- [TASK OBJECTIVE]
Every line in the data below from the one containing "a Terraform provider" down to the one containing "a provider schema", both included, must be retyped exactly; no other line is to appear.
==== AVAILABLE DATA
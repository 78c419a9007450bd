//! Hemmer Terraform Bridge
//!
//! This crate adapts Terraform providers to Hemmer. It does not talk to a
//! provider process; it is the schema-driven core a plugin host builds on:
//! converting Hemmer property values into the values a Terraform provider
//! understands and back, diffing legacy SDK state, and rewriting package
//! schemas so recursive types become finite.
//!
//! # Overview
//!
//! - **Schema abstraction** ([`shim`], [`sdk`], [`schema`]): one view over
//!   the SDK v1, SDK v2 and Plugin Framework schema models
//! - **Overlays** ([`info`]): property renames, secrets and `MaxItems = 1`
//!   overrides layered on top of a provider schema
//! - **Schema paths** ([`walk`]): addressing and visiting nested attributes
//! - **Value conversion** ([`convert`]): encoders and decoders derived from
//!   a resource's wire type and schema
//! - **Flatmap** ([`flatmap`]): the legacy `a.0.b` attribute encoding
//! - **Diff engine** ([`diff`]): field readers, set hashing and instance
//!   diffs for the legacy SDK
//! - **Recursive-type unroller** ([`unrec`], [`package`]): collapses
//!   unrolled recursive object types in a package document
//! - **Planning** ([`plan`]): the proposed new state of a framework resource
//! - **Type checking** ([`validation`]) and check normalization ([`check`])
//! - **Logging** ([`logging`]): `tracing` subscribers for embedding hosts
//!
//! # Quick Start
//!
//! ```
//! use hemmer_tf_bridge::testing::{example_provider, EXAMPLE_BUCKET};
//! use hemmer_tf_bridge::convert::{decode_property_map, encode_property_map, Encoding};
//! use hemmer_tf_bridge::value::map_from_json;
//! use serde_json::json;
//!
//! let encoding = Encoding::new(example_provider());
//! let encoder = encoding.new_resource_encoder(EXAMPLE_BUCKET).unwrap();
//! let decoder = encoding.new_resource_decoder(EXAMPLE_BUCKET).unwrap();
//!
//! let inputs = map_from_json(&json!({"bucketName": "logs", "tags": {"team": "storage"}}));
//! let wire = encode_property_map(&encoder, &inputs).unwrap();
//! assert_eq!(decode_property_map(&decoder, &wire).unwrap(), inputs);
//! ```
//!
//! # Schema Paths
//!
//! Schema paths encode as `.` separated attribute names with `$` standing
//! for a collection element:
//!
//! ```
//! use hemmer_tf_bridge::walk::{decode_schema_path, encode_schema_path, SchemaPath};
//!
//! let path = SchemaPath::new().get_attr("rule").element().get_attr("port");
//! assert_eq!(encode_schema_path(&path).unwrap(), "rule.$.port");
//! assert_eq!(decode_schema_path("rule.$.port"), path);
//! ```

#![warn(missing_docs)]
#![warn(clippy::all)]

pub mod check;
pub mod convert;
pub mod diff;
pub mod error;
pub mod flatmap;
pub mod info;
pub mod logging;
pub mod package;
pub mod plan;
pub mod property_path;
pub mod schema;
pub mod sdk;
pub mod shim;
pub mod testing;
pub mod types;
pub mod unrec;
pub mod validation;
pub mod value;
pub mod walk;
pub mod wire;

// Re-export main types at crate root
pub use check::normalize_empty_collections;
pub use error::{BridgeError, Result};
pub use logging::{init_logging, init_logging_with_default, try_init_logging};
pub use package::PackageSpec;
pub use plan::proposed_new;
pub use schema::ProviderSchema;
pub use shim::Provider;
pub use unrec::{simplify_recursive_types, simplify_recursive_types_with, UnrollOptions};
pub use validation::{is_valid, validate, validate_result, TypeCheckOptions, TypeChecker};
pub use value::{PropertyMap, PropertyValue};
pub use walk::{SchemaPath, SchemaPathStep};
pub use wire::{WireType, WireValue};

// Re-export commonly used dependencies
pub use serde_json;
pub use tracing;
========
- [RESPONSE]
//! converting Hemmer property values into the values a Terraform provider
//! understands and back, diffing legacy SDK state, and rewriting package
//! schemas so recursive types become finite.
//!
//! # Overview
//!
//! - **Schema abstraction** ([`shim`], [`sdk`], [`schema`]): one view over
//!   the SDK v1, SDK v2 and Plugin Framework schema models
//! - **Overlays** ([`info`]): property renames, secrets and `MaxItems = 1`
//!   overrides layered on top of a provider schema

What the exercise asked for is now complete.